Using the entries below, write out the line with "let index = rank.clamp(0, sorted.len()", the line with "pub(crate) fn transport_error(error: &reqwest::Error)", and every line in between, exactly as each is written.

· · · ·

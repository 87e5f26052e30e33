pub mod client;
pub mod source;
pub mod types;

pub use client::GitHubClient;
pub use source::EventSource;
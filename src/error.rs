use thiserror::Error;

impl From<config::ConfigError> for DoraError {
    fn from(err: config::ConfigError) -> Self {
        Self::ConfigError(err.to_string())
    }
}

impl From<octocrab::Error> for DoraError {
    fn from(err: octocrab::Error) -> Self {
        match &err {
            octocrab::Error::GitHub { source, .. } if source.status_code.as_u16() == 404 => {
                Self::NotFound(source.message.clone())
            }
            _ => Self::GitHubError(err.to_string()),
        }
    }
}

#[derive(Error, Debug)]
pub enum DoraError {
    #[error("Configuration error: {0}")]
    ConfigError(String),

    #[error("Validation error: {0}")]
    ValidationError(String),

    #[error("GitHub API error: {0}")]
    GitHubError(String),

    #[error("Not found: {0}")]
    NotFound(String),
}

impl DoraError {
    pub fn missing_field(field: &str) -> Self {
        Self::ValidationError(format!("Missing required field: {}", field))
    }

    pub fn invalid_date(value: &str) -> Self {
        Self::ValidationError(format!(
            "Invalid date '{}': expected YYYY-MM-DD",
            value
        ))
    }

    pub fn inverted_range(from: &str, to: &str) -> Self {
        Self::ValidationError(format!(
            "Invalid date range: from ({}) is after to ({})",
            from, to
        ))
    }

    pub fn is_not_found(&self) -> bool {
        matches!(self, Self::NotFound(_))
    }
}
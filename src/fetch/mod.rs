//! Paginated, date-bounded event fetching with per-repository failure
//! isolation.
//!
//! Each repository is fetched in its own task; at most
//! `max_concurrent_repos` tasks talk to GitHub at once. A repository whose
//! fetch fails is logged and contributes no events, so one bad repository
//! never sinks the whole request.

pub mod deployments;
pub mod pull_requests;
pub mod releases;
pub mod repositories;

use crate::config::AppConfig;
use crate::error::DoraError;
use crate::github::EventSource;
use std::future::Future;
use std::sync::Arc;
use tokio::sync::Semaphore;
use tracing::{debug, warn};

#[derive(Debug, Clone, Copy, PartialEq, Eq)]
pub struct FetchOptions {
    /// Page size requested from upstream; a shorter page ends pagination.
    pub page_size: usize,
    pub max_concurrent_repos: usize,
}

impl Default for FetchOptions {
    fn default() -> Self {
        Self {
            page_size: 100,
            max_concurrent_repos: 4,
        }
    }
}

impl From<&AppConfig> for FetchOptions {
    fn from(config: &AppConfig) -> Self {
        Self {
            page_size: config.page_size as usize,
            max_concurrent_repos: config.max_concurrent_repos.max(1),
        }
    }
}

#[derive(Clone)]
pub struct EventFetcher {
    source: Arc<dyn EventSource>,
    options: FetchOptions,
}

impl EventFetcher {
    pub fn new(source: Arc<dyn EventSource>, options: FetchOptions) -> Self {
        Self { source, options }
    }

    fn is_last_page(&self, len: usize) -> bool {
        len == 0 || len < self.options.page_size
    }

    /// Run `fetch` for every repository and concatenate the successes in
    /// repository order.
    async fn for_each_repo<T, F, Fut>(&self, repos: &[String], kind: &'static str, fetch: F) -> Vec<T>
    where
        T: Send + 'static,
        F: Fn(EventFetcher, String) -> Fut,
        Fut: Future<Output = Result<Vec<T>, DoraError>> + Send + 'static,
    {
        let semaphore = Arc::new(Semaphore::new(self.options.max_concurrent_repos.max(1)));
        let total = repos.len();
        let mut handles = Vec::with_capacity(total);

        for (idx, repo) in repos.iter().enumerate() {
            let semaphore = semaphore.clone();
            let task = fetch(self.clone(), repo.clone());
            let label = repo.clone();

            handles.push((
                repo.clone(),
                tokio::spawn(async move {
                    let _permit = semaphore
                        .acquire()
                        .await
                        .map_err(|e| DoraError::GitHubError(format!("Fetch pool closed: {}", e)))?;
                    debug!("Fetching {} for {} ({}/{})", kind, label, idx + 1, total);
                    task.await
                }),
            ));
        }

        let mut merged = Vec::new();
        for (repo, handle) in handles {
            match handle.await {
                Ok(Ok(events)) => {
                    debug!("Fetched {} {} for {}", events.len(), kind, repo);
                    merged.extend(events);
                }
                Ok(Err(e)) => {
                    warn!("Failed to get {} for {}: {}", kind, repo, e);
                }
                Err(e) => {
                    warn!("Fetch task for {} {} did not complete: {}", repo, kind, e);
                }
            }
        }

        merged
    }
}
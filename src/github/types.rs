//! Wire shapes of the GitHub REST responses we read. Only the fields the
//! fetch layer needs are declared; everything else is ignored.

use chrono::{DateTime, Utc};
use serde::{Deserialize, Serialize};

#[derive(Debug, Clone, Serialize, Deserialize)]
pub struct User {
    pub login: String,
}

#[derive(Debug, Clone, Serialize, Deserialize)]
pub struct RepoMeta {
    pub name: String,
    pub full_name: String,
    pub description: Option<String>,
    #[serde(default)]
    pub private: bool,
    pub default_branch: Option<String>,
    pub updated_at: Option<DateTime<Utc>>,
}

#[derive(Debug, Clone, Serialize, Deserialize)]
pub struct PullRequestMeta {
    pub number: u64,
    #[serde(default)]
    pub title: String,
    pub body: Option<String>,
    pub user: Option<User>,
    pub created_at: DateTime<Utc>,
    pub merged_at: Option<DateTime<Utc>>,
    pub additions: Option<u64>,
    pub deletions: Option<u64>,
    pub changed_files: Option<u64>,
    #[serde(default)]
    pub html_url: String,
}

#[derive(Debug, Clone, Serialize, Deserialize)]
pub struct CommitMeta {
    pub sha: String,
    pub commit: GitCommit,
    /// The GitHub account linked to the commit, absent for unknown emails.
    pub author: Option<User>,
}

#[derive(Debug, Clone, Serialize, Deserialize)]
pub struct GitCommit {
    #[serde(default)]
    pub message: String,
    pub author: Option<GitSignature>,
}

#[derive(Debug, Clone, Serialize, Deserialize)]
pub struct GitSignature {
    pub name: Option<String>,
    pub date: Option<DateTime<Utc>>,
}

#[derive(Debug, Clone, Serialize, Deserialize)]
pub struct DeploymentMeta {
    pub id: u64,
    pub environment: String,
    pub created_at: DateTime<Utc>,
    #[serde(rename = "ref")]
    pub git_ref: String,
    pub description: Option<String>,
}

#[derive(Debug, Clone, Serialize, Deserialize)]
pub struct ReleaseMeta {
    pub id: u64,
    pub tag_name: String,
    pub name: Option<String>,
    #[serde(default)]
    pub draft: bool,
    pub created_at: DateTime<Utc>,
    pub published_at: Option<DateTime<Utc>>,
}

impl ReleaseMeta {
    /// Publication time, or creation time for releases never published.
    pub fn effective_at(&self) -> DateTime<Utc> {
        self.published_at.unwrap_or(self.created_at)
    }
}
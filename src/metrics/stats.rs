//! Summary statistics over hour values.

pub fn mean(values: &[f64]) -> f64 {
    if values.is_empty() {
        return 0.0;
    }
    values.iter().sum::<f64>() / values.len() as f64
}

fn sorted(values: &[f64]) -> Vec<f64> {
    let mut sorted = values.to_vec();
    sorted.sort_by(|a, b| a.total_cmp(b));
    sorted
}

/// Sample median: middle value, or the mean of the two middle values.
pub fn median(values: &[f64]) -> f64 {
    if values.is_empty() {
        return 0.0;
    }
    let sorted = sorted(values);
    let mid = sorted.len() / 2;
    if sorted.len() % 2 != 0 {
        sorted[mid]
    } else {
        (sorted[mid - 1] + sorted[mid]) / 2.0
    }
}

/// Nearest-rank percentile, `p` in `0..=100`.
pub fn percentile(values: &[f64], p: f64) -> f64 {
    if values.is_empty() {
        return 0.0;
    }
    let sorted = sorted(values);
    let rank = ((p / 100.0) * sorted.len() as f64).ceil() as i64 - 1;
    let index = rank.clamp(0, sorted.len() as i64 - 1) as usize;
    sorted[index]
}
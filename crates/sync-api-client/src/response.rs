//! Mapping HTTP outcomes onto [`SyncError`].

use serde::de::DeserializeOwned;
use serde::Deserialize;
use std::collections::hash_map::DefaultHasher;
use std::hash::{Hash, Hasher};
use sync_types::{SyncError, SyncResult};

/// Length and digest of a body, so logs never carry message content.
pub(crate) fn summarize_response_body(body: &str) -> String {
    let mut hasher = DefaultHasher::new();
    body.hash(&mut hasher);
    format!("len={},digest={:016x}", body.len(), hasher.finish())
}

/// Error envelope returned by the server alongside a non-success status.
#[derive(Debug, Deserialize)]
struct ErrorBody {
    #[serde(default)]
    msg: Option<String>,
    #[serde(default)]
    code: Option<String>,
}

/// Classify a non-success HTTP status.
///
/// 4xx responses mean the request itself is wrong and are terminal, except
/// 408 (timeout) and 429 (rate limited), which are worth retrying.
pub(crate) fn status_error(status: u16, body: &str) -> SyncError {
    let parsed: Option<ErrorBody> = serde_json::from_str(body).ok();
    let (message, code) = match parsed {
        Some(ErrorBody { msg, code }) => (
            msg.unwrap_or_else(|| summarize_response_body(body)),
            code,
        ),
        None => (summarize_response_body(body), None),
    };

    match status {
        408 => SyncError::Timeout,
        429 => SyncError::Server { status, message },
        400..=499 => SyncError::Client {
            status,
            code,
            message,
        },
        _ => SyncError::Server { status, message },
    }
}

/// Classify a failure that produced no HTTP status.
pub(crate) fn transport_error(error: &reqwest::Error) -> SyncError {
    if error.is_timeout() {
        SyncError::Timeout
    } else if error.is_decode() {
        SyncError::malformed(error.to_string())
    } else if error.is_builder() {
        SyncError::invalid_request(error.to_string())
    } else {
        SyncError::network(error.to_string())
    }
}

/// Decode a JSON success body, or map a failure status.
pub(crate) fn decode_body<T: DeserializeOwned>(
    endpoint: &'static str,
    status: u16,
    body: &str,
) -> SyncResult<T> {
    if !(200..300).contains(&status) {
        let error = status_error(status, body);
        tracing::warn!(
            endpoint,
            status,
            body_summary = %summarize_response_body(body),
            terminal = error.is_terminal(),
            "Request failed"
        );
        return Err(error);
    }

    serde_json::from_str(body).map_err(|e| {
        tracing::warn!(
            endpoint,
            body_summary = %summarize_response_body(body),
            error = %e,
            "Undecodable response body"
        );
        SyncError::malformed(format!("{endpoint}: {e}"))
    })
}

#[cfg(test)]
mod tests {
    use super::*;
    use sync_types::FetchMessagesResponse;

    #[test]
    fn test_summary_hides_content() {
        let summary = summarize_response_body("secret message text");
        assert!(summary.starts_with("len=19,digest="));
        assert!(!summary.contains("secret"));
        assert_eq!(summary, summarize_response_body("secret message text"));
    }

    #[test]
    fn test_unauthorized_is_terminal_with_code() {
        let body = r#"{"result":"error","msg":"Invalid API key","code":"UNAUTHORIZED"}"#;
        let error = status_error(401, body);
        assert_eq!(
            error,
            SyncError::Client {
                status: 401,
                code: Some("UNAUTHORIZED".to_string()),
                message: "Invalid API key".to_string(),
            }
        );
        assert!(error.is_terminal());
    }

    #[test]
    fn test_bad_request_is_terminal() {
        let error = status_error(400, r#"{"result":"error","msg":"Invalid narrow"}"#);
        assert!(matches!(error, SyncError::Client { status: 400, code: None, .. }));
        assert!(error.is_terminal());
    }

    #[test]
    fn test_rate_limit_and_request_timeout_are_transient() {
        assert!(status_error(429, "{}").is_transient());
        assert_eq!(status_error(408, ""), SyncError::Timeout);
    }

    #[test]
    fn test_server_errors_are_transient() {
        let error = status_error(502, "<html>Bad Gateway</html>");
        match &error {
            SyncError::Server { status, message } => {
                assert_eq!(*status, 502);
                assert!(message.starts_with("len="));
            }
            other => panic!("unexpected {other:?}"),
        }
        assert!(error.is_transient());
    }

    #[test]
    fn test_decode_success_body() {
        let body = r#"{
            "result": "success",
            "messages": [{"id": 10, "content": "hi"}],
            "found_newest": true,
            "found_oldest": false,
            "found_anchor": true
        }"#;
        let response: FetchMessagesResponse = decode_body("messages", 200, body).unwrap();
        assert_eq!(response.messages.len(), 1);
        assert_eq!(response.messages[0].id, 10);
        assert!(response.found_newest);
    }

    #[test]
    fn test_decode_garbage_is_malformed_and_transient() {
        let result: SyncResult<FetchMessagesResponse> = decode_body("messages", 200, "not json");
        let error = result.unwrap_err();
        assert!(matches!(error, SyncError::MalformedResponse { .. }));
        assert!(error.is_transient());
    }

    #[test]
    fn test_decode_failure_status_maps_error() {
        let result: SyncResult<FetchMessagesResponse> =
            decode_body("messages", 403, r#"{"msg":"Forbidden"}"#);
        assert!(result.unwrap_err().is_terminal());
    }
}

· · · ·

• [Result below]
    let index = rank.clamp(0, sorted.len() as i64 - 1) as usize;
    sorted[index]
}
filename crates/sync-api-client/src/response.rs
//! Mapping HTTP outcomes onto [`SyncError`].

use serde::de::DeserializeOwned;
use serde::Deserialize;
use std::collections::hash_map::DefaultHasher;
use std::hash::{Hash, Hasher};
use sync_types::{SyncError, SyncResult};

/// Length and digest of a body, so logs never carry message content.
pub(crate) fn summarize_response_body(body: &str) -> String {
    let mut hasher = DefaultHasher::new();
    body.hash(&mut hasher);
    format!("len={},digest={:016x}", body.len(), hasher.finish())
}

/// Error envelope returned by the server alongside a non-success status.
#[derive(Debug, Deserialize)]
struct ErrorBody {
    #[serde(default)]
    msg: Option<String>,
    #[serde(default)]
    code: Option<String>,
}

/// Classify a non-success HTTP status.
///
/// 4xx responses mean the request itself is wrong and are terminal, except
/// 408 (timeout) and 429 (rate limited), which are worth retrying.
pub(crate) fn status_error(status: u16, body: &str) -> SyncError {
    let parsed: Option<ErrorBody> = serde_json::from_str(body).ok();
    let (message, code) = match parsed {
        Some(ErrorBody { msg, code }) => (
            msg.unwrap_or_else(|| summarize_response_body(body)),
            code,
        ),
        None => (summarize_response_body(body), None),
    };

    match status {
        408 => SyncError::Timeout,
        429 => SyncError::Server { status, message },
        400..=499 => SyncError::Client {
            status,
            code,
            message,
        },
        _ => SyncError::Server { status, message },
    }
}

/// Classify a failure that produced no HTTP status.
pub(crate) fn transport_error(error: &reqwest::Error) -> SyncError {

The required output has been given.